Large scale molecular dynamics simulation is conducted for a system of entangled polymers in shear flow. The polymer consists of 100, 200 and 400 beads, which is 3–10 times larger than the number of beads between the entanglement points. The simulation reproduces many characteristic features of the rheological properties of real polymeric liquids.

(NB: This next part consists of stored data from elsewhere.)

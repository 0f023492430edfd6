//! Built-in operations: `ocr`, `segment`, `extract_articles`
//!
//! Each operation reads its input path from the task params and delegates the
//! real work to a collaborator trait. The collaborators are the seam to the
//! image-processing code, which lives outside this crate.

use std::path::{Path, PathBuf};
use std::sync::Arc;

use async_trait::async_trait;
use eyre::eyre;
use queuestore::Task;
use serde::{Deserialize, Serialize};
use serde_json::{Value, json};
use tracing::debug;

use super::handler::OperationHandler;

/// Text recognition on a scanned image
#[async_trait]
pub trait OcrEngine: Send + Sync {
    async fn recognize(&self, subject_id: &str, image_path: &Path, language: Option<&str>) -> eyre::Result<String>;
}

/// Splits a page image into layout regions
#[async_trait]
pub trait PageSegmenter: Send + Sync {
    async fn segment(&self, subject_id: &str, page_path: &Path) -> eyre::Result<Vec<Segment>>;
}

/// Pulls individual articles out of a segmented page
#[async_trait]
pub trait ArticleExtractor: Send + Sync {
    async fn extract(&self, subject_id: &str, page_path: &Path) -> eyre::Result<Vec<Article>>;
}

/// One layout region of a page
#[derive(Debug, Clone, PartialEq, Serialize, Deserialize)]
pub struct Segment {
    /// Region kind (headline, column, image, advert...)
    pub kind: String,
    pub x: u32,
    pub y: u32,
    pub width: u32,
    pub height: u32,
}

/// One extracted article
#[derive(Debug, Clone, PartialEq, Serialize, Deserialize)]
pub struct Article {
    #[serde(default)]
    pub title: Option<String>,
    pub text: String,
}

/// Resolve a required path parameter, trying each key in order
fn path_param(task: &Task, keys: &[&str]) -> eyre::Result<PathBuf> {
    keys.iter()
        .find_map(|key| task.param_str(key))
        .map(PathBuf::from)
        .ok_or_else(|| {
            eyre!(
                "Task {} ({}) is missing required parameter '{}'",
                task.id,
                task.operation,
                keys.first().copied().unwrap_or_default()
            )
        })
}

/// `ocr`: params `image_path` (required), `language` (optional)
pub struct OcrOperation {
    engine: Arc<dyn OcrEngine>,
}

impl OcrOperation {
    pub const NAME: &'static str = "ocr";

    pub fn new(engine: Arc<dyn OcrEngine>) -> Self {
        Self { engine }
    }
}

#[async_trait]
impl OperationHandler for OcrOperation {
    async fn execute(&self, task: &Task) -> eyre::Result<Value> {
        let image_path = path_param(task, &["image_path"])?;
        debug!(task_id = %task.id, ?image_path, "OcrOperation::execute: called");
        let text = self
            .engine
            .recognize(&task.subject_id, &image_path, task.param_str("language"))
            .await?;
        Ok(json!({
            "subject_id": task.subject_id,
            "image_path": image_path,
            "chars": text.chars().count(),
            "text": text,
        }))
    }
}

/// `segment`: params `page_path` (or `image_path`)
pub struct SegmentOperation {
    segmenter: Arc<dyn PageSegmenter>,
}

impl SegmentOperation {
    pub const NAME: &'static str = "segment";

    pub fn new(segmenter: Arc<dyn PageSegmenter>) -> Self {
        Self { segmenter }
    }
}

#[async_trait]
impl OperationHandler for SegmentOperation {
    async fn execute(&self, task: &Task) -> eyre::Result<Value> {
        let page_path = path_param(task, &["page_path", "image_path"])?;
        debug!(task_id = %task.id, ?page_path, "SegmentOperation::execute: called");
        let segments = self.segmenter.segment(&task.subject_id, &page_path).await?;
        Ok(json!({
            "subject_id": task.subject_id,
            "count": segments.len(),
            "segments": segments,
        }))
    }
}

/// `extract_articles`: params `page_path` (or `image_path`)
pub struct ExtractArticlesOperation {
    extractor: Arc<dyn ArticleExtractor>,
}

impl ExtractArticlesOperation {
    pub const NAME: &'static str = "extract_articles";

    pub fn new(extractor: Arc<dyn ArticleExtractor>) -> Self {
        Self { extractor }
    }
}

#[async_trait]
impl OperationHandler for ExtractArticlesOperation {
    async fn execute(&self, task: &Task) -> eyre::Result<Value> {
        let page_path = path_param(task, &["page_path", "image_path"])?;
        debug!(task_id = %task.id, ?page_path, "ExtractArticlesOperation::execute: called");
        let articles = self.extractor.extract(&task.subject_id, &page_path).await?;
        Ok(json!({
            "subject_id": task.subject_id,
            "count": articles.len(),
            "articles": articles,
        }))
    }
}

#[cfg(test)]
mod tests {
    use super::*;
    use crate::operations::OperationDispatcher;
    use queuestore::Params;

    struct FakeOcr;

    #[async_trait]
    impl OcrEngine for FakeOcr {
        async fn recognize(&self, subject_id: &str, _image: &Path, language: Option<&str>) -> eyre::Result<String> {
            Ok(format!("{} [{}]", subject_id, language.unwrap_or("eng")))
        }
    }

    struct FakeSegmenter;

    #[async_trait]
    impl PageSegmenter for FakeSegmenter {
        async fn segment(&self, _subject_id: &str, _page: &Path) -> eyre::Result<Vec<Segment>> {
            Ok(vec![Segment {
                kind: "column".to_string(),
                x: 0,
                y: 0,
                width: 100,
                height: 800,
            }])
        }
    }

    struct BrokenExtractor;

    #[async_trait]
    impl ArticleExtractor for BrokenExtractor {
        async fn extract(&self, _subject_id: &str, _page: &Path) -> eyre::Result<Vec<Article>> {
            Err(eyre!("layout model not loaded"))
        }
    }

    fn dispatcher() -> OperationDispatcher {
        OperationDispatcher::with_builtins(Arc::new(FakeOcr), Arc::new(FakeSegmenter), Arc::new(BrokenExtractor))
    }

    fn task_with(operation: &str, key: &str, value: &str) -> Task {
        let mut params = Params::new();
        params.insert(key.to_string(), Value::from(value));
        Task::new("page-7", operation).with_params(params)
    }

    #[test]
    fn test_builtins_registered() {
        assert_eq!(dispatcher().operations(), vec!["extract_articles", "ocr", "segment"]);
    }

    #[tokio::test]
    async fn test_ocr_reads_image_path() {
        let result = dispatcher()
            .execute(&task_with("ocr", "image_path", "/scans/7.png"))
            .await
            .unwrap();
        assert_eq!(result["text"], "page-7 [eng]");
        assert_eq!(result["chars"], 12);
    }

    #[tokio::test]
    async fn test_ocr_missing_param_is_error() {
        let err = dispatcher().execute(&Task::new("page-7", "ocr")).await.unwrap_err();
        assert!(err.to_string().contains("image_path"));
    }

    #[tokio::test]
    async fn test_segment_accepts_image_path_fallback() {
        let result = dispatcher()
            .execute(&task_with("segment", "image_path", "/scans/7.png"))
            .await
            .unwrap();
        assert_eq!(result["count"], 1);
        assert_eq!(result["segments"][0]["kind"], "column");
    }

    #[tokio::test]
    async fn test_extractor_error_propagates() {
        let err = dispatcher()
            .execute(&task_with("extract_articles", "page_path", "/scans/7.png"))
            .await
            .unwrap_err();
        assert_eq!(err.to_string(), "layout model not loaded");
    }
}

The steady state viscosity $\text{η(}\text{γ}\text{̇}\text{)}$ plotted against the shear rate $\text{γ}\text{̇}$, approaches a power law curve $\text{η(}\text{γ}\text{̇}\text{)∼}\text{γ}\text{̇}{}^{\mathrm{-n}}$ which is independent of the molecular weight with the exponent n≃1. The second normal stress coefficient $\text{Ψ}{}_2\text{(}\text{γ}\text{̇}\text{)}$ is negative and its ratio to the first normal stress coefficient $\text{Ψ}{}_1\text{(}\text{γ}\text{̇}\text{), −Ψ}{}_2\text{/Ψ}{}_1$ approaches to zero with the increase of the shear rate. The bond orientation is measured as a function of the position of the bond along the chain, and the profile is consistent with the recent theory of Mead et al. for the convective constraint release.